LAST UPDATED: 06:02 a.m. HST, Feb 13, 2013

HOUSTON » A cruise line says it is making the passengers stranded aboard a disabled ship in the Gulf of Mexico as comfortable as possible with running water and some working bathrooms, contradicting the accounts of some passengers who told relatives of filthy, hot conditions and limited access to food.

The ship, the Carnival Triumph, is still at least a day from being guided to a port in Mobile, Ala.

Carnival President Gerry Cahill said Tuesday the ship has running water and most of its 23 public restrooms and some of the guest cabin bathrooms were working.

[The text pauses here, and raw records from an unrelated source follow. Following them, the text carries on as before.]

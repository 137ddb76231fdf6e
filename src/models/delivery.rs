use chrono::{DateTime, Utc};
use serde::{Deserialize, Serialize};
use uuid::Uuid;

use crate::models::courier::{GeoPoint, LocationFix};

/// Position history bounds: append up to `LOCATION_HISTORY_CAP` fixes, then
/// drop down to the most recent `LOCATION_HISTORY_TRIM`.
pub const LOCATION_HISTORY_CAP: usize = 500;
pub const LOCATION_HISTORY_TRIM: usize = 300;

#[derive(Debug, Clone, Copy, Serialize, Deserialize, PartialEq, Eq, Hash)]
#[serde(rename_all = "snake_case")]
pub enum DeliveryStatus {
    Pending,
    Assigned,
    Accepted,
    ArrivingRestaurant,
    AtRestaurant,
    PickedUp,
    InTransit,
    Arrived,
    Delivered,
    Failed,
    Cancelled,
    Returned,
}

impl DeliveryStatus {
    pub fn is_terminal(&self) -> bool {
        matches!(
            self,
            DeliveryStatus::Delivered | DeliveryStatus::Cancelled | DeliveryStatus::Returned
        )
    }

    /// The courier has confirmed the job and is working it.
    pub fn is_active(&self) -> bool {
        matches!(
            self,
            DeliveryStatus::Accepted
                | DeliveryStatus::ArrivingRestaurant
                | DeliveryStatus::AtRestaurant
                | DeliveryStatus::PickedUp
                | DeliveryStatus::InTransit
                | DeliveryStatus::Arrived
        )
    }

    /// Courier has the package on board.
    pub fn is_past_pickup(&self) -> bool {
        matches!(
            self,
            DeliveryStatus::PickedUp | DeliveryStatus::InTransit | DeliveryStatus::Arrived
        )
    }

    pub fn as_str(&self) -> &'static str {
        match self {
            DeliveryStatus::Pending => "pending",
            DeliveryStatus::Assigned => "assigned",
            DeliveryStatus::Accepted => "accepted",
            DeliveryStatus::ArrivingRestaurant => "arriving_restaurant",
            DeliveryStatus::AtRestaurant => "at_restaurant",
            DeliveryStatus::PickedUp => "picked_up",
            DeliveryStatus::InTransit => "in_transit",
            DeliveryStatus::Arrived => "arrived",
            DeliveryStatus::Delivered => "delivered",
            DeliveryStatus::Failed => "failed",
            DeliveryStatus::Cancelled => "cancelled",
            DeliveryStatus::Returned => "returned",
        }
    }
}

/// Courier slot on a delivery. A delivery is either unassigned or carries the
/// id of exactly one courier; there is no half-assigned state.
#[derive(Debug, Clone, Copy, Serialize, Deserialize, PartialEq, Eq)]
#[serde(tag = "state", content = "courier_id", rename_all = "snake_case")]
pub enum CourierRef {
    Unassigned,
    Assigned(Uuid),
}

impl CourierRef {
    pub fn courier_id(&self) -> Option<Uuid> {
        match self {
            CourierRef::Unassigned => None,
            CourierRef::Assigned(id) => Some(*id),
        }
    }
}

/// Contact details copied onto the delivery at assignment time so order
/// screens render without a courier lookup.
#[derive(Debug, Clone, Serialize, Deserialize)]
pub struct CourierContact {
    pub name: String,
    pub phone: String,
}

#[derive(Debug, Clone, Serialize, Deserialize)]
pub struct StatusHistoryEntry {
    pub event: String,
    pub timestamp: DateTime<Utc>,
    pub note: Option<String>,
}

#[derive(Debug, Clone, Default, Serialize, Deserialize)]
pub struct EarningsBreakdown {
    pub base_fee: f64,
    pub distance_bonus: f64,
    pub wait_time_bonus: f64,
    pub peak_hour_bonus: f64,
    pub tip: f64,
    pub total: f64,
}

#[derive(Debug, Clone, Copy, Serialize, Deserialize, PartialEq, Eq)]
#[serde(rename_all = "snake_case")]
pub enum ProofType {
    Photo,
    Signature,
    Otp,
    CustomerConfirm,
}

#[derive(Debug, Clone, Serialize, Deserialize)]
pub struct ProofOfDelivery {
    pub proof_type: ProofType,
    /// Photo URL, signature blob reference, or the OTP digits as supplied.
    pub payload: Option<String>,
    /// For `otp`: did the supplied code match the stored one.
    pub otp_verified: Option<bool>,
    pub location: Option<GeoPoint>,
    /// True when the courier reported a position shortly before submitting.
    pub location_verified: bool,
    pub submitted_at: DateTime<Utc>,
}

#[derive(Debug, Clone, Serialize, Deserialize)]
pub struct ChatMessage {
    pub sender: String,
    pub body: String,
    pub sent_at: DateTime<Utc>,
}

#[derive(Debug, Clone, Serialize, Deserialize)]
pub struct Delivery {
    pub id: Uuid,
    pub order_id: Uuid,
    pub restaurant_id: Uuid,
    pub customer_id: Uuid,
    pub courier: CourierRef,
    pub courier_contact: Option<CourierContact>,
    pub status: DeliveryStatus,
    pub pickup_address: String,
    pub pickup_location: GeoPoint,
    pub delivery_address: String,
    pub delivery_location: GeoPoint,
    pub base_fee: f64,
    pub estimated_distance_km: f64,
    pub estimated_duration_minutes: f64,
    pub actual_distance_km: Option<f64>,
    pub actual_duration_minutes: Option<f64>,
    pub assigned_at: Option<DateTime<Utc>>,
    pub accepted_at: Option<DateTime<Utc>>,
    pub actual_pickup_time: Option<DateTime<Utc>>,
    pub actual_delivery_time: Option<DateTime<Utc>>,
    pub provisional_eta_minutes: Option<f64>,
    pub earnings: Option<EarningsBreakdown>,
    pub tip: Option<f64>,
    pub proof_of_delivery: Option<ProofOfDelivery>,
    #[serde(skip_serializing, default)]
    pub otp_code: String,
    pub customer_rating: Option<u8>,
    pub rating_comment: Option<String>,
    pub status_history: Vec<StatusHistoryEntry>,
    pub location_history: Vec<LocationFix>,
    pub current_location: Option<LocationFix>,
    pub assignment_attempts: u32,
    pub priority: bool,
    pub tracking_code: String,
    pub chat_thread: Vec<ChatMessage>,
    pub settled: bool,
    pub payout_id: Option<Uuid>,
    pub created_at: DateTime<Utc>,
}

/// Creation parameters; everything else starts at its zero state.
pub struct NewDelivery {
    pub order_id: Uuid,
    pub restaurant_id: Uuid,
    pub customer_id: Uuid,
    pub pickup_address: String,
    pub pickup_location: GeoPoint,
    pub delivery_address: String,
    pub delivery_location: GeoPoint,
    pub base_fee: f64,
    pub priority: bool,
}

impl Delivery {
    pub fn create(
        params: NewDelivery,
        estimated_distance_km: f64,
        estimated_duration_minutes: f64,
        now: DateTime<Utc>,
    ) -> Self {
        let id = Uuid::new_v4();
        // Short, URL-safe handle for the public tracking page; the OTP digits
        // come from a different slice of the same random id.
        let simple = id.simple().to_string();
        let tracking_code = simple[..8].to_string();
        let bytes = id.as_bytes();
        let otp_seed = u32::from_be_bytes([bytes[12], bytes[13], bytes[14], bytes[15]]);
        let otp_code = format!("{:06}", otp_seed % 1_000_000);

        Self {
            id,
            order_id: params.order_id,
            restaurant_id: params.restaurant_id,
            customer_id: params.customer_id,
            courier: CourierRef::Unassigned,
            courier_contact: None,
            status: DeliveryStatus::Pending,
            pickup_address: params.pickup_address,
            pickup_location: params.pickup_location,
            delivery_address: params.delivery_address,
            delivery_location: params.delivery_location,
            base_fee: params.base_fee,
            estimated_distance_km,
            estimated_duration_minutes,
            actual_distance_km: None,
            actual_duration_minutes: None,
            assigned_at: None,
            accepted_at: None,
            actual_pickup_time: None,
            actual_delivery_time: None,
            provisional_eta_minutes: None,
            earnings: None,
            tip: None,
            proof_of_delivery: None,
            otp_code,
            customer_rating: None,
            rating_comment: None,
            status_history: vec![StatusHistoryEntry {
                event: "created".to_string(),
                timestamp: now,
                note: None,
            }],
            location_history: Vec::new(),
            current_location: None,
            assignment_attempts: 0,
            priority: params.priority,
            tracking_code,
            chat_thread: Vec::new(),
            settled: false,
            payout_id: None,
            created_at: now,
        }
    }

    /// Timestamp of the given history event, if it was recorded.
    pub fn history_timestamp(&self, event: &str) -> Option<DateTime<Utc>> {
        self.status_history
            .iter()
            .rev()
            .find(|entry| entry.event == event)
            .map(|entry| entry.timestamp)
    }
}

He downplayed the possibility of an outbreak of disease from unsanitary conditions, saying the ship had not seen an abnormal number of people reporting to the infirmary as being ill.

"No one here from Carnival is happy about the conditions onboard the ship," Cahill said at a news conference in Miami. "We obviously are very, very sorry about what is taking place."

Jimmy Mowlam, 63, whose 37-year-old son, Rob Mowlam, got married Saturday onboard the ship, said his son told him by phone Monday night that there is no running water and few working toilets. He said passengers were given plastic bags to "use for their business."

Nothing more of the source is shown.